WWE’s Vince McMahon is returning to the company’s board of directors with plans to potentially sell the company.
World Wrestling Entertainment announced the move in a release Friday after The Wall Street Journal first reported the news a day earlier. It comes nearly six months after the 77-year-old McMahon retired amid sexual misconduct allegations and reports he paid millions of dollars to women to silence them.
"WWE is entering a critical juncture in its history with the upcoming media rights negotiations coinciding with increased industry-wide demand for quality content and live events and with more companies seeking to own the intellectual property on their platforms," McMahon said in a prepared statement. "The only way for WWE to fully capitalize on this opportunity is for me to return as Executive Chairman and support the management team in the negotiations for our media rights and to combine that with a review of strategic alternatives. My return will allow WWE, as well as any transaction counterparties, to engage in these processes knowing they will have the support of the controlling shareholder."
McMahon, who owns the majority of shares in the company, is removing three people from WWE’s board upon his return: JoEllen Lyons Dillon, Jeffrey R. Speed and Alan M. Wexler. George Barrios and Michelle Wilson will fill the vacancies, WWE said.
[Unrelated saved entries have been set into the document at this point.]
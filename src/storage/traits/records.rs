//! Record storage trait definitions.

use serde_json::{Map as JsonMap, Value as JsonValue};

use crate::Result;
use crate::models::{ModelId, Record, RecordId, RecordPage, RecordQuery};

/// Trait for record storage backends.
///
/// Payloads arrive as JSON objects keyed by field name; values are validated
/// against the model's field definitions before any write happens.
/// Implementations must be thread-safe (`Send + Sync`).
pub trait RecordBackend: Send + Sync {
    /// Creates a record from a payload.
    ///
    /// Every required field must be present and non-null. Fields absent from
    /// the payload are stored as null.
    fn create_record(&self, model_id: ModelId, values: &JsonMap<String, JsonValue>)
    -> Result<RecordId>;

    /// Gets a record by id.
    fn get_record(&self, model_id: ModelId, record_id: RecordId) -> Result<Record>;

    /// Applies a partial update. Fields absent from the payload keep their
    /// values; an explicit JSON null clears an optional field.
    fn update_record(
        &self,
        model_id: ModelId,
        record_id: RecordId,
        values: &JsonMap<String, JsonValue>,
    ) -> Result<Record>;

    /// Deletes a record and every record link attached to it.
    fn delete_record(&self, model_id: ModelId, record_id: RecordId) -> Result<()>;

    /// Counts the model's records.
    fn count_records(&self, model_id: ModelId) -> Result<u64>;

    /// Runs a filtered, sorted, paged search over the model's records.
    ///
    /// # Errors
    ///
    /// Returns `UnknownField` or `InvalidFilter` for unresolvable filters,
    /// and `InvalidPageSize` when the page limit falls outside the accepted
    /// range.
    fn search_records(&self, model_id: ModelId, query: &RecordQuery) -> Result<RecordPage>;
}
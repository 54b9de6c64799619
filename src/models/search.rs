//! Record search types.
//!
//! A [`RecordQuery`] combines field filters, a sort specification, and a
//! page request. All filters must match for a record to be returned.

use serde::{Deserialize, Serialize};
use serde_json::Value as JsonValue;

use super::field::FieldType;
use super::record::Record;

/// Largest allowed page size.
pub const MAX_PAGE_SIZE: u32 = 100;

/// Page size used when none is requested.
pub const DEFAULT_PAGE_SIZE: u32 = 25;

/// A single filter applied to one field's values.
///
/// Date payloads are JSON strings interpreted against the field's declared
/// type: `YYYY-MM-DD` for date fields, RFC 3339 for datetime fields.
/// Records without a value never match a positive condition; they do match
/// the negated text conditions.
#[derive(Debug, Clone, PartialEq, Serialize, Deserialize)]
#[serde(rename_all = "snake_case")]
pub enum FilterCondition {
    /// Text value contains the substring.
    TextContains(String),
    /// Text value equals the string exactly.
    TextEquals(String),
    /// Text value starts with the prefix.
    TextStartsWith(String),
    /// Text value ends with the suffix.
    TextEndsWith(String),
    /// Text value is absent or does not contain the substring.
    TextNotContains(String),
    /// Text value is absent or differs from the string.
    TextNotEquals(String),
    /// Number value equals.
    NumberEquals(f64),
    /// Number value is strictly greater.
    NumberGreaterThan(f64),
    /// Number value is strictly smaller.
    NumberLessThan(f64),
    /// Boolean value equals.
    BooleanEquals(bool),
    /// Date or datetime value falls on the given day or instant.
    DateOn(JsonValue),
    /// Date or datetime value is strictly earlier.
    DateBefore(JsonValue),
    /// Date or datetime value is strictly later.
    DateAfter(JsonValue),
    /// Date or datetime value lies in the inclusive range.
    DateBetween {
        /// Inclusive lower bound.
        from: JsonValue,
        /// Inclusive upper bound.
        to: JsonValue,
    },
}

impl FilterCondition {
    /// Returns true when the condition can be evaluated against a field of
    /// the given type.
    #[must_use]
    pub const fn applies_to(&self, field_type: FieldType) -> bool {
        match self {
            Self::TextContains(_)
            | Self::TextEquals(_)
            | Self::TextStartsWith(_)
            | Self::TextEndsWith(_)
            | Self::TextNotContains(_)
            | Self::TextNotEquals(_) => field_type.is_text(),
            Self::NumberEquals(_) | Self::NumberGreaterThan(_) | Self::NumberLessThan(_) => {
                matches!(field_type, FieldType::Number)
            }
            Self::BooleanEquals(_) => matches!(field_type, FieldType::Boolean),
            Self::DateOn(_)
            | Self::DateBefore(_)
            | Self::DateAfter(_)
            | Self::DateBetween { .. } => field_type.is_temporal(),
        }
    }
}

/// A filter bound to a field by name.
#[derive(Debug, Clone, PartialEq, Serialize, Deserialize)]
pub struct FilterPredicate {
    /// Field the condition applies to.
    pub field: String,
    /// The condition.
    pub condition: FilterCondition,
}

impl FilterPredicate {
    /// Creates a predicate on the named field.
    pub fn new(field: impl Into<String>, condition: FilterCondition) -> Self {
        Self {
            field: field.into(),
            condition,
        }
    }
}

/// What to order results by.
#[derive(Debug, Clone, PartialEq, Eq, Serialize, Deserialize)]
#[serde(rename_all = "snake_case")]
pub enum SortKey {
    /// Creation time.
    CreatedAt,
    /// Last modification time.
    UpdatedAt,
    /// Record identifier.
    Id,
    /// A field's value, by name.
    Field(String),
}

/// Sort direction.
#[derive(Debug, Clone, Copy, PartialEq, Eq, Serialize, Deserialize)]
#[serde(rename_all = "snake_case")]
pub enum SortOrder {
    /// Smallest first.
    Ascending,
    /// Largest first.
    Descending,
}

impl SortOrder {
    /// Returns the direction as a string slice.
    #[must_use]
    pub const fn as_str(&self) -> &'static str {
        match self {
            Self::Ascending => "ascending",
            Self::Descending => "descending",
        }
    }
}

/// A sort key with a direction.
#[derive(Debug, Clone, PartialEq, Eq, Serialize, Deserialize)]
pub struct SortSpec {
    /// What to sort by.
    pub key: SortKey,
    /// Which way.
    pub order: SortOrder,
}

impl SortSpec {
    /// Creates a sort specification.
    #[must_use]
    pub const fn new(key: SortKey, order: SortOrder) -> Self {
        Self { key, order }
    }
}

impl Default for SortSpec {
    /// Newest records first.
    fn default() -> Self {
        Self::new(SortKey::CreatedAt, SortOrder::Descending)
    }
}

/// Which slice of the result set to return.
#[derive(Debug, Clone, Copy, PartialEq, Eq, Serialize, Deserialize)]
pub struct PageRequest {
    /// Records to skip.
    pub offset: u64,
    /// Records to return, `1..=MAX_PAGE_SIZE`.
    pub limit: u32,
}

impl PageRequest {
    /// Creates a page request.
    #[must_use]
    pub const fn new(offset: u64, limit: u32) -> Self {
        Self { offset, limit }
    }
}

impl Default for PageRequest {
    fn default() -> Self {
        Self::new(0, DEFAULT_PAGE_SIZE)
    }
}

/// A full search request against one model.
#[derive(Debug, Clone, Default, PartialEq, Serialize, Deserialize)]
pub struct RecordQuery {
    /// Filters, all of which must match.
    #[serde(default)]
    pub filters: Vec<FilterPredicate>,
    /// Result ordering.
    #[serde(default)]
    pub sort: SortSpec,
    /// Result slice.
    #[serde(default)]
    pub page: PageRequest,
}

impl RecordQuery {
    /// Creates a query with no filters and default sort and paging.
    #[must_use]
    pub fn new() -> Self {
        Self::default()
    }

    /// Adds a filter on the named field.
    #[must_use]
    pub fn with_filter(mut self, field: impl Into<String>, condition: FilterCondition) -> Self {
        self.filters.push(FilterPredicate::new(field, condition));
        self
    }

    /// Sets the sort specification.
    #[must_use]
    pub fn with_sort(mut self, key: SortKey, order: SortOrder) -> Self {
        self.sort = SortSpec::new(key, order);
        self
    }

    /// Sets the page request.
    #[must_use]
    pub const fn with_page(mut self, offset: u64, limit: u32) -> Self {
        self.page = PageRequest::new(offset, limit);
        self
    }
}

/// One page of search results.
#[derive(Debug, Clone, PartialEq, Serialize)]
pub struct RecordPage {
    /// Records on this page, in requested order.
    pub records: Vec<Record>,
    /// Total records matching the filters, across all pages.
    pub total: u64,
    /// Offset this page starts at.
    pub offset: u64,
    /// Limit the page was requested with.
    pub limit: u32,
}

impl RecordPage {
    /// Returns true when more records exist past this page.
    #[must_use]
    pub fn has_more(&self) -> bool {
        self.offset + (self.records.len() as u64) < self.total
    }
}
WWE Chairman and CEO Vince McMahon attends a press conference to announce a major international event, Wrestle Mania XXIX, at MetLife Stadium on February 16, 2012 in East Rutherford, New Jersey. (Photo by John W. Ferguson/WireImage)
McMahon stepped down as CEO and chairman of World Wrestling Entertainment in mid-June after a Wall Street Journal report said he had paid $3 million to a former employee with whom he was having an affair. The Journal later reported that McMahon has agreed to pay more than $12 million over the past 16 years to suppress allegations of sexual misconduct and infidelity.
His daughter, Stephanie McMahon, was appointed as the company’s chairwoman and co-CEO when he announced his retirement in July.
In November, an attorney for former WWE referee Rita Chatterton, who has long accused McMahon of sexually assaulting her in a limo in 1986, sent McMahon a letter demanding $11.75 million in damages. He’s also been accused of assaulting a former spa employee at a California hotel in 2011.
McMahon bought the Stamford, Connecticut-based company from his father in 1982. At the time, it was called the World Wrestling Federation.
The Associated Press contributed to this report.